In the listing below, identify each line with the word "data" and return those lines.

────────────────────

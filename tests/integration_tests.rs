//! Integration tests using wiremock to simulate the Postmen API.

use http::Method;
use postmen::retry::RetryPolicy;
use postmen::{Body, CallOptions, Client, ClientBuilder, ErrorKind, Query, Value};
use serde_json::json;
use std::sync::atomic::{AtomicUsize, Ordering};
use std::sync::Arc;
use std::time::{Duration, Instant, SystemTime, UNIX_EPOCH};
use wiremock::matchers::{body_string, header, method, path, query_param};
use wiremock::{Mock, MockServer, ResponseTemplate};

const OK_EMPTY: &str = r#"{"meta":{"code":200,"message":"OK","details":[]},"data":{}}"#;
const RETRYABLE: &str =
    r#"{"meta":{"code":999,"message":"PROBLEM","retryable":true,"details":[]},"data":{}}"#;

fn builder(mock_server: &MockServer) -> ClientBuilder {
    Client::builder()
        .api_key("KEY")
        .endpoint(mock_server.uri())
        .retry_policy(RetryPolicy::new(Duration::from_millis(10)))
}

fn init_tracing() {
    let _ = tracing_subscriber::fmt()
        .with_env_filter(tracing_subscriber::EnvFilter::from_default_env())
        .with_test_writer()
        .try_init();
}

fn envelope(data: serde_json::Value) -> serde_json::Value {
    json!({ "meta": { "code": 200, "message": "OK", "details": [] }, "data": data })
}

#[tokio::test]
async fn test_successful_get_request() {
    let mock_server = MockServer::start().await;

    Mock::given(method("GET"))
        .and(path("/v3/labels"))
        .respond_with(
            ResponseTemplate::new(200).set_body_json(envelope(json!({ "labels": [{ "id": "abc" }] }))),
        )
        .mount(&mock_server)
        .await;

    let client = builder(&mock_server).build().unwrap();
    let response = client.get("labels").await.unwrap();

    let labels = response.get("labels").and_then(Value::as_array).unwrap();
    assert_eq!(labels[0].get("id").and_then(Value::as_str), Some("abc"));
    assert_eq!(response.status.as_u16(), 200);
    assert_eq!(response.attempts, 1);
    assert!(!response.was_retried());
}

#[tokio::test]
async fn test_default_headers() {
    let mock_server = MockServer::start().await;

    Mock::given(method("GET"))
        .and(path("/v3/labels"))
        .and(header("content-type", "application/json"))
        .and(header("postmen-api-key", "KEY"))
        .and(header("x-postmen-agent", "test-agent"))
        .respond_with(ResponseTemplate::new(200).set_body_string(OK_EMPTY))
        .expect(1)
        .mount(&mock_server)
        .await;

    let client = builder(&mock_server)
        .user_agent("test-agent")
        .build()
        .unwrap();

    client.get("labels").await.unwrap();
}

#[tokio::test]
async fn test_post_body_sent_verbatim() {
    let mock_server = MockServer::start().await;
    let payload = r#"{"async":false,"shipper_accounts":[{"id":"abc"}]}"#;

    Mock::given(method("POST"))
        .and(path("/v3/rates"))
        .and(body_string(payload))
        .respond_with(ResponseTemplate::new(200).set_body_string(OK_EMPTY))
        .expect(1)
        .mount(&mock_server)
        .await;

    let client = builder(&mock_server).build().unwrap();
    client.post("rates", payload).await.unwrap();
}

#[tokio::test]
async fn test_json_body_and_query_parameters() {
    let mock_server = MockServer::start().await;

    Mock::given(method("PUT"))
        .and(path("/v3/manifests"))
        .and(query_param("page", "1"))
        .and(query_param("limit", "10"))
        .and(body_string(r#"{"something":"value"}"#))
        .respond_with(ResponseTemplate::new(200).set_body_string(OK_EMPTY))
        .expect(1)
        .mount(&mock_server)
        .await;

    let client = builder(&mock_server).build().unwrap();
    let options = CallOptions::new()
        .with_body(Body::json(&json!({ "something": "value" })).unwrap())
        .with_query(Query::pairs([("page", "1"), ("limit", "10")]));

    client
        .call(Method::PUT, "/manifests", options)
        .await
        .unwrap();
}

#[tokio::test]
async fn test_api_error_surfaces_meta() {
    let mock_server = MockServer::start().await;

    Mock::given(method("GET"))
        .and(path("/v3/labels/missing"))
        .respond_with(ResponseTemplate::new(200).set_body_json(json!({
            "meta": {
                "code": 4153,
                "message": "The label is not found.",
                "retryable": false,
                "details": [{ "path": "id" }]
            },
            "data": {}
        })))
        .expect(1)
        .mount(&mock_server)
        .await;

    let client = builder(&mock_server).build().unwrap();
    let err = client.get("labels/missing").await.unwrap_err();

    assert_eq!(err.kind(), ErrorKind::Api);
    assert_eq!(err.code(), Some(4153));
    assert_eq!(err.message(), "The label is not found.");
    assert_eq!(err.details().len(), 1);
    assert!(!err.is_retryable());
}

#[tokio::test]
async fn test_malformed_response() {
    let mock_server = MockServer::start().await;

    Mock::given(method("GET"))
        .and(path("/v3/labels"))
        .respond_with(ResponseTemplate::new(200).set_body_string("NOT JSON"))
        .expect(1)
        .mount(&mock_server)
        .await;

    let client = builder(&mock_server).build().unwrap();
    let err = client.get("labels").await.unwrap_err();

    assert_eq!(err.kind(), ErrorKind::Decode);
    assert_eq!(err.code(), Some(500));
    assert_eq!(err.message(), "malformed response from server");
}

#[tokio::test]
async fn test_http_error_with_valid_envelope() {
    let mock_server = MockServer::start().await;

    Mock::given(method("GET"))
        .and(path("/v3/labels"))
        .respond_with(ResponseTemplate::new(502).set_body_string(OK_EMPTY))
        .mount(&mock_server)
        .await;

    let client = builder(&mock_server).build().unwrap();
    let err = client.get("labels").await.unwrap_err();

    assert_eq!(err.message(), "HTTP code = 502");
    assert_eq!(err.code(), Some(502));
}

#[tokio::test]
async fn test_retry_then_success() {
    init_tracing();
    let mock_server = MockServer::start().await;
    let attempt_count = Arc::new(AtomicUsize::new(0));
    let attempt_count_clone = attempt_count.clone();

    // First two requests are retryable failures, third succeeds
    Mock::given(method("GET"))
        .and(path("/v3/labels"))
        .respond_with(move |_req: &wiremock::Request| {
            let count = attempt_count_clone.fetch_add(1, Ordering::SeqCst);
            if count < 2 {
                ResponseTemplate::new(200).set_body_string(RETRYABLE)
            } else {
                ResponseTemplate::new(200).set_body_string(OK_EMPTY)
            }
        })
        .mount(&mock_server)
        .await;

    let client = builder(&mock_server).build().unwrap();
    let start = Instant::now();
    let response = client.get("labels").await.unwrap();

    assert_eq!(response.attempts, 3);
    assert!(response.was_retried());
    assert_eq!(attempt_count.load(Ordering::SeqCst), 3);
    // 10ms + 20ms of backoff
    assert!(start.elapsed() >= Duration::from_millis(30));
}

#[tokio::test]
async fn test_max_tries_exceeded() {
    let mock_server = MockServer::start().await;

    Mock::given(method("GET"))
        .and(path("/v3/labels"))
        .respond_with(ResponseTemplate::new(200).set_body_string(RETRYABLE))
        .expect(3)
        .mount(&mock_server)
        .await;

    let client = builder(&mock_server).max_tries(3).build().unwrap();
    let err = client.get("labels").await.unwrap_err();

    assert_eq!(err.code(), Some(999));
    assert_eq!(err.message(), "PROBLEM");
    assert!(err.is_retryable());
}

#[tokio::test]
async fn test_safe_mode_keeps_last_error() {
    let mock_server = MockServer::start().await;

    Mock::given(method("GET"))
        .and(path("/v3/labels"))
        .respond_with(ResponseTemplate::new(200).set_body_string(""))
        .mount(&mock_server)
        .await;

    let client = builder(&mock_server).safe(true).build().unwrap();
    let result = client.get("labels").await;

    assert!(result.is_err());
    let last = client.last_error().unwrap();
    assert_eq!(last.message(), "no response from server");
}

#[tokio::test]
async fn test_transport_failure() {
    let client = Client::builder()
        .api_key("KEY")
        .endpoint("http://127.0.0.1:1")
        .timeout(Duration::from_secs(5))
        .build()
        .unwrap();

    let err = client.get("labels").await.unwrap_err();

    assert_eq!(err.kind(), ErrorKind::Transport);
    assert_eq!(err.message(), "failed to perform request");
    assert!(!err.is_retryable());
}

#[tokio::test]
async fn test_raw_mode() {
    let mock_server = MockServer::start().await;

    Mock::given(method("GET"))
        .and(path("/v3/labels"))
        .respond_with(ResponseTemplate::new(200).set_body_string("NOT JSON"))
        .mount(&mock_server)
        .await;

    let client = builder(&mock_server).build().unwrap();
    let response = client
        .call(Method::GET, "labels", CallOptions::new().with_raw(true))
        .await
        .unwrap();

    assert_eq!(response.data.as_str(), Some("NOT JSON"));
}

#[tokio::test]
async fn test_time_conversion() {
    let mock_server = MockServer::start().await;

    Mock::given(method("GET"))
        .and(path("/v3/labels"))
        .respond_with(ResponseTemplate::new(200).set_body_json(envelope(json!({
            "labels": [{ "created_at": "2016-01-31T16:45:46+00:00", "id": "abc" }]
        }))))
        .mount(&mock_server)
        .await;

    let client = builder(&mock_server).time(true).build().unwrap();
    let response = client.get("labels").await.unwrap();

    let label = &response.get("labels").and_then(Value::as_array).unwrap()[0];
    let created = label.get("created_at").and_then(Value::as_timestamp).unwrap();
    assert_eq!(created.timestamp(), 1_454_258_746);
    assert_eq!(label.get("id").and_then(Value::as_str), Some("abc"));
}

#[tokio::test]
async fn test_rate_limit_waits_for_reset() {
    init_tracing();
    let mock_server = MockServer::start().await;
    let reset = SystemTime::now() + Duration::from_millis(300);
    let reset_millis = reset.duration_since(UNIX_EPOCH).unwrap().as_millis();

    Mock::given(method("GET"))
        .and(path("/v3/labels"))
        .respond_with(
            ResponseTemplate::new(200)
                .insert_header("x-ratelimit-remaining", "0")
                .insert_header("x-ratelimit-reset", reset_millis.to_string().as_str())
                .set_body_string(OK_EMPTY),
        )
        .up_to_n_times(1)
        .mount(&mock_server)
        .await;
    Mock::given(method("GET"))
        .and(path("/v3/labels"))
        .respond_with(ResponseTemplate::new(200).set_body_string(OK_EMPTY))
        .mount(&mock_server)
        .await;

    let client = builder(&mock_server).build().unwrap();
    client.get("labels").await.unwrap();
    assert_eq!(client.rate_limit_state().calls_remaining, Some(0));

    client.get("labels").await.unwrap();
    let reset_at = UNIX_EPOCH + Duration::from_millis(reset_millis as u64);
    assert!(
        SystemTime::now() >= reset_at,
        "second call was dispatched before the rate-limit reset"
    );
}

#[tokio::test]
async fn test_rate_limit_rejected_when_waiting_disabled() {
    let mock_server = MockServer::start().await;
    let reset = SystemTime::now() + Duration::from_secs(60);
    let reset_millis = reset.duration_since(UNIX_EPOCH).unwrap().as_millis();

    Mock::given(method("GET"))
        .and(path("/v3/labels"))
        .respond_with(
            ResponseTemplate::new(200)
                .insert_header("x-ratelimit-remaining", "0")
                .insert_header("x-ratelimit-reset", reset_millis.to_string().as_str())
                .set_body_string(OK_EMPTY),
        )
        .expect(1)
        .mount(&mock_server)
        .await;

    let client = builder(&mock_server).rate_limit(false).build().unwrap();
    client.get("labels").await.unwrap();

    let err = client.get("labels").await.unwrap_err();
    assert_eq!(err.kind(), ErrorKind::RateLimit);
    assert_eq!(err.code(), Some(429));
    assert!(err.is_retryable());
}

────────────────────

RESULT FOR THIS EXERCISE:
const OK_EMPTY: &str = r#"{"meta":{"code":200,"message":"OK","details":[]},"data":{}}"#;
    r#"{"meta":{"code":999,"message":"PROBLEM","retryable":true,"details":[]},"data":{}}"#;
fn envelope(data: serde_json::Value) -> serde_json::Value {
    json!({ "meta": { "code": 200, "message": "OK", "details": [] }, "data": data })
            "data": {}
    assert_eq!(response.data.as_str(), Some("NOT JSON"));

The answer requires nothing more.